“I am so happy to play this music for you tonight,” announced clarinetist and saxophonist Nailor “Proveta” Azevedo to a large crowd of jazz fans at the Cistern on Sunday. “We have a lot of passion for this music, and I hope you are happy to enjoy, too.”

A revered Brazilian musician best known among international music fans as a co-leader of Banda Mantiqueira, Azevedo goes by his nickname “Proveta,” which loosely means “test tube” in Portuguese. A remarkable talent, he is undoubtedly one of the most highly respected musicians of his generation in Brazil.

Proveta and his backing quartet delivered a colorful late-evening set. The lineup included Alessandro Penezzi on the seven-string acoustic guitar, Danilo de Brito on mandolin, Roberta Valente on pandeiro (a hand-held percussion instrument resembling a large tambourine), and André Mehamari on piano.

Proveta engaged each of his bandmates in exciting harmonic and rhythmic exchanges all night. Each player’s passion, skills, and musical dexterity were on full display throughout the concert, and the chemistry was terrific.

The set mostly featured traditional and modernized choros and baiãos — some light and playful, and others complex and assertive. Popular in its earliest forms during the 1920s and ’30s, choro developed as a sort of jazz-like music style based on improvisation.

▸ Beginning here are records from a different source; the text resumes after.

impl GithubApiClient {
    pub fn new(
        api_base: String,
        graphql_url: String,
        token: String,
        request_timeout_ms: u64,
    ) -> Result<Self> {
        let mut headers = reqwest::header::HeaderMap::new();
        headers.insert(
            reqwest::header::USER_AGENT,
            reqwest::header::HeaderValue::from_static("hubcast-activity-bridge"),
        );
        headers.insert(
            reqwest::header::ACCEPT,
            reqwest::header::HeaderValue::from_static("application/vnd.github+json"),
        );
        headers.insert(
            "x-github-api-version",
            reqwest::header::HeaderValue::from_static("2022-11-28"),
        );
        let auth_header = format!("Bearer {}", token.trim());
        headers.insert(
            reqwest::header::AUTHORIZATION,
            reqwest::header::HeaderValue::from_str(&auth_header)
                .context("invalid github authorization header")?,
        );

        let client = reqwest::Client::builder()
            .default_headers(headers)
            .timeout(Duration::from_millis(request_timeout_ms.max(1)))
            .build()
            .context("failed to create github api client")?;
        Ok(Self {
            http: client,
            api_base: api_base.trim_end_matches('/').to_string(),
            graphql_url,
        })
    }

    pub async fn authenticated_user(&self) -> ApiResult<AuthenticatedUser> {
        self.request_json(
            "resolve authenticated user",
            self.http.get(format!("{}/user", self.api_base)),
        )
        .await
    }

    pub async fn get_repository(&self, repo: &RepoRef) -> ApiResult<RepositoryMetadata> {
        self.request_json(
            "get repository",
            self.http
                .get(format!("{}/repos/{}/{}", self.api_base, repo.owner, repo.name)),
        )
        .await
    }

    /// Subscribes the authenticated identity to all activity on the
    /// repository. Best-effort at the call site.
    pub async fn set_repository_subscription(&self, repo: &RepoRef) -> ApiResult<()> {
        self.request_unit(
            "set repository subscription",
            self.http
                .put(format!(
                    "{}/repos/{}/{}/subscription",
                    self.api_base, repo.owner, repo.name
                ))
                .json(&json!({ "subscribed": true, "ignored": false })),
        )
        .await
    }

    /// Fetches the most recent activity records for one repository,
    /// newest-first.
    pub async fn list_repo_events(
        &self,
        repo: &RepoRef,
        per_page: u32,
    ) -> ApiResult<Vec<FeedEvent>> {
        self.request_json(
            "list repository events",
            self.http
                .get(format!(
                    "{}/repos/{}/{}/events",
                    self.api_base, repo.owner, repo.name
                ))
                .query(&[("per_page", per_page.to_string().as_str())]),
        )
        .await
    }

    /// Fetches unread notifications for the authenticated identity.
    pub async fn list_notifications(&self, per_page: u32) -> ApiResult<Vec<NotificationThread>> {
        self.request_json(
            "list notifications",
            self.http
                .get(format!("{}/notifications", self.api_base))
                .query(&[
                    ("all", "false"),
                    ("per_page", per_page.to_string().as_str()),
                ]),
        )
        .await
    }

    pub async fn mark_thread_read(&self, thread_id: &str) -> ApiResult<()> {
        self.request_unit(
            "mark notification thread read",
            self.http.patch(format!(
                "{}/notifications/threads/{}",
                self.api_base, thread_id
            )),
        )
        .await
    }

    pub async fn get_issue(&self, repo: &RepoRef, number: u64) -> ApiResult<ThreadRecord> {
        self.request_json(
            "get issue",
            self.http.get(format!(
                "{}/repos/{}/{}/issues/{}",
                self.api_base, repo.owner, repo.name, number
            )),
        )
        .await
    }

    pub async fn get_pull_request(&self, repo: &RepoRef, number: u64) -> ApiResult<ThreadRecord> {
        self.request_json(
            "get pull request",
            self.http.get(format!(
                "{}/repos/{}/{}/pulls/{}",
                self.api_base, repo.owner, repo.name, number
            )),
        )
        .await
    }

    /// Lists comments on the shared issue/pull timeline, oldest-first,
    /// optionally restricted to comments updated at or after `since`.
    pub async fn list_issue_comments_since(
        &self,
        repo: &RepoRef,
        number: u64,
        since: Option<&str>,
    ) -> ApiResult<Vec<CommentRecord>> {
        let mut request = self
            .http
            .get(format!(
                "{}/repos/{}/{}/issues/{}/comments",
                self.api_base, repo.owner, repo.name, number
            ))
            .query(&[("per_page", "100")]);
        if let Some(since) = since {
            request = request.query(&[("since", since)]);
        }
        self.request_json("list issue comments", request).await
    }

    pub async fn create_issue_comment(
        &self,
        repo: &RepoRef,
        number: u64,
        body: &str,
    ) -> ApiResult<CommentCreateResponse> {
        self.request_json(
            "create issue comment",
            self.http
                .post(format!(
                    "{}/repos/{}/{}/issues/{}/comments",
                    self.api_base, repo.owner, repo.name, number
                ))
                .json(&json!({ "body": body })),
        )
        .await
    }

    /// Resolves the GraphQL node id of a discussion by number.
    pub async fn discussion_node_id(&self, repo: &RepoRef, number: u64) -> ApiResult<String> {
        let query = "query($owner: String!, $repo: String!, $number: Int!) {\
 repository(owner: $owner, name: $repo) { discussion(number: $number) { id } } }";
        let data = self
            .graphql(
                "resolve discussion id",
                query,
                json!({ "owner": repo.owner, "repo": repo.name, "number": number }),
            )
            .await?;
        data.pointer("/repository/discussion/id")
            .and_then(Value::as_str)
            .map(str::to_string)
            .ok_or(GithubApiError::Graphql {
                operation: "resolve discussion id",
                detail: format!("discussion #{number} not found"),
            })
    }

    /// Posts a discussion comment via the `addDiscussionComment` mutation and
    /// returns the created comment's node id.
    pub async fn add_discussion_comment(
        &self,
        discussion_id: &str,
        body: &str,
    ) -> ApiResult<String> {
        let mutation = "mutation($discussionId: ID!, $body: String!) {\
 addDiscussionComment(input: {discussionId: $discussionId, body: $body}) { comment { id } } }";
        let data = self
            .graphql(
                "add discussion comment",
                mutation,
                json!({ "discussionId": discussion_id, "body": body }),
            )
            .await?;
        data.pointer("/addDiscussionComment/comment/id")
            .and_then(Value::as_str)
            .map(str::to_string)
            .ok_or(GithubApiError::Graphql {
                operation: "add discussion comment",
                detail: "mutation returned no comment id".to_string(),
            })
    }

    /// Uploads an asset so it can be referenced from issue/pull comments.
    /// The multipart body is assembled by hand; returns the hosted URL.
    pub async fn upload_repo_asset(
        &self,
        repo: &RepoRef,
        file_name: &str,
        content_type: &str,
        bytes: Vec<u8>,
    ) -> ApiResult<String> {
        let boundary = format!("----HubcastFormBoundary{}", current_unix_timestamp_ms());
        let mut body: Vec<u8> = Vec::with_capacity(bytes.len() + 512);
        body.extend_from_slice(
            format!(
                "--{boundary}\r\nContent-Disposition: form-data; name=\"file\"; \
filename=\"{file_name}\"\r\nContent-Type: {content_type}\r\n\r\n"
            )
            .as_bytes(),
        );
        body.extend_from_slice(&bytes);
        body.extend_from_slice(format!("\r\n--{boundary}--\r\n").as_bytes());

        let uploaded: Value = self
            .request_json(
                "upload repository asset",
                self.http
                    .post(format!(
                        "{}/repos/{}/{}/assets",
                        self.api_base, repo.owner, repo.name
                    ))
                    .header(
                        reqwest::header::CONTENT_TYPE,
                        format!("multipart/form-data; boundary={boundary}"),
                    )
                    .body(body),
            )
            .await?;
        uploaded
            .get("url")
            .and_then(Value::as_str)
            .map(str::to_string)
            .ok_or(GithubApiError::Malformed {
                operation: "upload repository asset",
                detail: "upload response carried no url".to_string(),
            })
    }

    async fn graphql(
        &self,
        operation: &'static str,
        query: &str,
        variables: Value,
    ) -> ApiResult<Value> {
        let envelope: Value = self
            .request_json(
                operation,
                self.http
                    .post(&self.graphql_url)
                    .json(&json!({ "query": query, "variables": variables })),
            )
            .await?;
        if let Some(errors) = envelope.get("errors").and_then(Value::as_array) {
            if !errors.is_empty() {
                let detail = errors[0]
                    .get("message")
                    .and_then(Value::as_str)
                    .unwrap_or("unknown graphql error")
                    .to_string();
                return Err(GithubApiError::Graphql { operation, detail });
            }
        }
        Ok(envelope.get("data").cloned().unwrap_or(Value::Null))
    }

    async fn request_json<T: DeserializeOwned>(
        &self,
        operation: &'static str,
        request: reqwest::RequestBuilder,
    ) -> ApiResult<T> {
        let response = request
            .send()
            .await
            .map_err(|source| GithubApiError::Transport { operation, source })?;
        let status = response.status();
        if !status.is_success() {
            let body = response.text().await.unwrap_or_default();
            return Err(GithubApiError::Status {
                operation,
                status: status.as_u16(),
                body: truncate_for_error(&body, 800),
            });
        }
        response
            .json::<T>()
            .await
            .map_err(|source| GithubApiError::Decode { operation, source })
    }

    async fn request_unit(
        &self,
        operation: &'static str,
        request: reqwest::RequestBuilder,
    ) -> ApiResult<()> {
        let response = request
            .send()
            .await
            .map_err(|source| GithubApiError::Transport { operation, source })?;
        let status = response.status();
        if !status.is_success() {
            let body = response.text().await.unwrap_or_default();
            return Err(GithubApiError::Status {
                operation,
                status: status.as_u16(),
                body: truncate_for_error(&body, 800),
            });
        }
        Ok(())
    }
}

Hints of African, Mediterranean, and European folk music pepper the phrases and rhythms. As a veteran educator and musical collaborator in the São Paulo area, Proveta knows the styles well.

During the almost meditative set, Proveta’s sweet soprano sax tone sometimes resembled the warm quality of a flute or clarinet. His clarinet work was even more mellow and tasteful. Halfway through the show, he exited the stage for the first of several duets between mandolin and guitar; the careful interplay between Penezzi and de Brito sounded like a Baroque era suite for strings. The band leader returned for his own beautiful duets with Penezzi and Mehamari.

They closed with several snazzy standards by Brazilian composers Pixinguinha, Antonio Carlos Jobim, and Duda Anizio. The final number — one of the most upbeat and musically complicated of the night, with endless 16th notes in unison — earned a rousing round of applause and a standing ovation. Making such demanding music sound so free, fun, and fluid, they totally deserved it.